He is sometimes called Conan Doyle—Conan
was originally a middle name but he used it as part of his surname in
his later years.
****
Life
He was born in 1859 in Edinburgh to Irish
parents who had emigrated to Scotland. He was sent to the Jesuit
preparatory school Stonyhurst at the age of nine, and by the time he
left the school in 1875 he rejected Christianity to become an agnostic.
From 1876 to 1881 he studied medicine at Edinburgh University, including
a period working in the town of Aston (now a district of Birmingham).

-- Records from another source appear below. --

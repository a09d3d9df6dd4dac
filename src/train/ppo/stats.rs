//! Training statistics for PPO
//!
//! Per-minibatch losses are summed with [`TrainingStats::add`] and reduced
//! to a per-update mean with [`TrainingStats::average`].

use std::ops::AddAssign;

/// Training statistics for a PPO update
#[derive(Debug, Clone, Default, PartialEq)]
pub struct TrainingStats {
    /// Clipped surrogate policy loss
    pub policy_loss: f64,

    /// Clipped value function loss
    pub value_loss: f64,

    /// Mean policy entropy
    pub entropy: f64,

    /// Approximate KL divergence between old and new policies
    pub approx_kl: f64,

    /// Fraction of samples whose ratio left the clip range
    pub clip_fraction: f64,

    /// Number of gradient steps summed into this value
    pub num_updates: usize,
}

impl TrainingStats {
    /// Create zero-initialized statistics
    pub fn zeros() -> Self {
        Self::default()
    }

    /// Statistics of a single gradient step
    pub fn new(
        policy_loss: f64,
        value_loss: f64,
        entropy: f64,
        approx_kl: f64,
        clip_fraction: f64,
    ) -> Self {
        Self {
            policy_loss,
            value_loss,
            entropy,
            approx_kl,
            clip_fraction,
            num_updates: 1,
        }
    }

    /// Add another statistics instance to this one
    pub fn add(&mut self, other: &TrainingStats) {
        self.policy_loss += other.policy_loss;
        self.value_loss += other.value_loss;
        self.entropy += other.entropy;
        self.approx_kl += other.approx_kl;
        self.clip_fraction += other.clip_fraction;
        self.num_updates += other.num_updates;
    }

    /// Compute average statistics across multiple updates
    pub fn average(&self) -> Self {
        let scale = self.num_updates as f64;
        if scale == 0.0 {
            return Self::zeros();
        }

        Self {
            policy_loss: self.policy_loss / scale,
            value_loss: self.value_loss / scale,
            entropy: self.entropy / scale,
            approx_kl: self.approx_kl / scale,
            clip_fraction: self.clip_fraction / scale,
            num_updates: self.num_updates,
        }
    }
}

impl AddAssign<&TrainingStats> for TrainingStats {
    fn add_assign(&mut self, other: &TrainingStats) {
        self.add(other);
    }
}

#[cfg(test)]
mod tests {
    use super::*;

    #[test]
    fn test_average_over_steps() {
        let mut sum = TrainingStats::zeros();
        sum += &TrainingStats::new(1.0, 2.0, 0.5, 0.01, 0.1);
        sum += &TrainingStats::new(3.0, 4.0, 1.5, 0.03, 0.3);

        let avg = sum.average();
        assert_eq!(avg.policy_loss, 2.0);
        assert_eq!(avg.value_loss, 3.0);
        assert_eq!(avg.entropy, 1.0);
        assert!((avg.approx_kl - 0.02).abs() < 1e-12);
        assert!((avg.clip_fraction - 0.2).abs() < 1e-12);
        assert_eq!(avg.num_updates, 2);
    }

    #[test]
    fn test_average_of_nothing_is_zero() {
        assert_eq!(TrainingStats::zeros().average(), TrainingStats::zeros());
    }
}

Following his term at University he served as a ship's doctor on a
voyage to the West African coast, and then in 1882 he set up a practice
in Plymouth. He won his doctorate in 1885. His medical practice was
unsuccessful; while waiting for patients he began writing stories. His
first literary experience came in Chambers's Edinburgh Journal before he
was 20.
It was only after he subsequently moved his
practice to Southsea that he began to indulge more extensively in
literature. His first significant work was A Study in Scarlet which
appeared in Beeton's Christmas Annual for 1887 and featured the first
appearance of Sherlock Holmes who was modeled after Doyle's former
University professor, Joseph Bell. Interestingly, Rudyard Kipling
congratulated Doyle in his success asking, "Could this be my old friend,
Dr. Joe?" Whilst living in Southsea he helped form Portsmouth Football
Club and played as the club's first ever goalkeeper.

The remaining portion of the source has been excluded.